Desperate, he went to the police to report the incident.

The father, in panic and fear, rushed to knock on every door, searched every bus stop and mobilized up to 70 relatives and friends to help.

For the next 10 years, Mr. Zhu quit his job, wandered around the country, posting pictures of his daughter everywhere, asking people to help him share information and taking advantage of social networking sites to spread his family’s story.

On the journey to find his child, he experienced many bitter things, was arrested by the police, chased away by local people, and was cheated by thieves who took advantage of the situation.

According to China’s Ministry of Public Security, scholars have exaggerated the severity of the problem.

On the journey to find his daughter, Mr. Zhu met Wu Xinghu, a father whose one-year-old son was kidnapped one night in December 2008.

`That day was like any other day,` Mr. Wu confided, `I came home after work, and the boy raised his arms. He wanted to hug me. He was so young, he couldn’t speak yet.`

Just a few hours later, his son was kidnapped from his home.

Just like Mr. Zhu, in the process of searching for his child, Mr. Wu encountered many difficulties and obstacles.

`Until the case is resolved, the local police will not accept the case (file),` Mr. Wu said, saying that the police want to cover up missing children cases to protect their achievements in solving crimes.

Mr. Wu said his son is now 9 years old and he cannot know that he was kidnapped.

Chinese people’s perception is gradually changing.

The story has a happy ending

Mysterious missing children in China

Mr. Cheng Zhu, 43 years old, stood and talked with his daughter Cheng Ying.

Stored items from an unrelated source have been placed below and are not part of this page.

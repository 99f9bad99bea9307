pub mod document;
pub mod observer;
pub mod selector;

pub use document::{
    Document, ListenerId, MediaEventKind, MediaProperties, MutationRecord, NodeId,
};
pub use observer::{DocumentObserver, ObservationEvent, ObservationId, ObserveOptions, ObserveRoot};
pub use selector::{Selector, SelectorError};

Baby Ying, Mr. Zhu’s daughter, is one of the rare victims of child kidnapping and trafficking who returned to her family.

Baby Ying always keeps the image of her parents and family in her mind.

The only thing Ying remembers clearly is `Dabaiyang`.

While sharing her story, Ying happened to talk to a woman who knew the girl’s case very well and moreover helped her track down her father’s contact address.

Just a few hours later, father and son talked to each other.

`Dad?`, the girl asked on the third day after father and daughter contacted each other, `Do you remember the scar on my wrist?`

And it was at that moment that Mr. Zhu knew that he had found his daughter who had been missing for 10 years.

10 days later, Ying returned to her parents’ arms.

`I want to study at a university close to home. I don’t want to be away from my family any longer,` Ying confided.